REDNot implemented. A first-week production incident will surface this.
BLACKImplemented in a way that creates incident risk. Worse than absent.

The summary at the top of every section is the honest score; the table below it explains why.


§1. Observability — YELLOW (improved by Phase C + D)

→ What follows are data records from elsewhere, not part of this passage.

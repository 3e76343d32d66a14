//! Owning and borrowed handles for type-erased actions.

mod owned;
mod ref_;
mod view;

pub use self::{owned::Action, ref_::ActionRef, view::ActionView};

Headline (updated Phase D, 2026-05-29): the metric surface is now full across API + gateway + ledger. Alert rules + SLOs codified. Deployment of Prometheus + Alertmanager + paging provider remains PLANNED — operational, not a code gap.

CapabilityScoreNotes
Application metrics (Prometheus, NestJS)GREEN10 cardinality-disciplined metrics.
Go-service metrics (ledger, gateway)GREEN (Phase C + D)gateway: lookup_* metrics from Phase C. ledger: rpc_requests_total{rpc,outcome} + rpc_latency_seconds{rpc} histogram + transaction-status-transitions + reconcile-drift gauge + entries-posted counter. Interceptor unit-tested.
Structured logging (Pino on TS, slog on Go)GREENJSON, trace_id-injected.
PII redaction at logging layerGREEN (Phase A3)Pino redact config + slog ReplaceAttr. Correlation IDs preserved.
Request-ID propagationYELLOW (improved Phase C)Phase C added end-to-end correlation_id on LookupAccount. Generalising to every RPC is a follow-up.
OpenTelemetry tracingYELLOWSDK wired; no collector deployed.
Prometheus scrape configGREEN (Phase D)infra/prometheus/prometheus.yml reference template; loads alerts.yml.
Alert rules (Prometheus / Grafana)YELLOW (Phase D)infra/prometheus/alerts.yml LIVE as code with 15 rules covering every metric and 6 runbook links. Not yet loaded by a running Prometheus.
Dashboards (Grafana / Datadog / etc.)REDNone in the repo.
SLOs and error budgetsGREEN (Phase D)docs/architecture/SLOS_AND_ALERTING.md codifies every SLO + error budget + escalation path.
Long-term log retentionREDNo log shipper configured.
Trace retentionREDNo exporter destination.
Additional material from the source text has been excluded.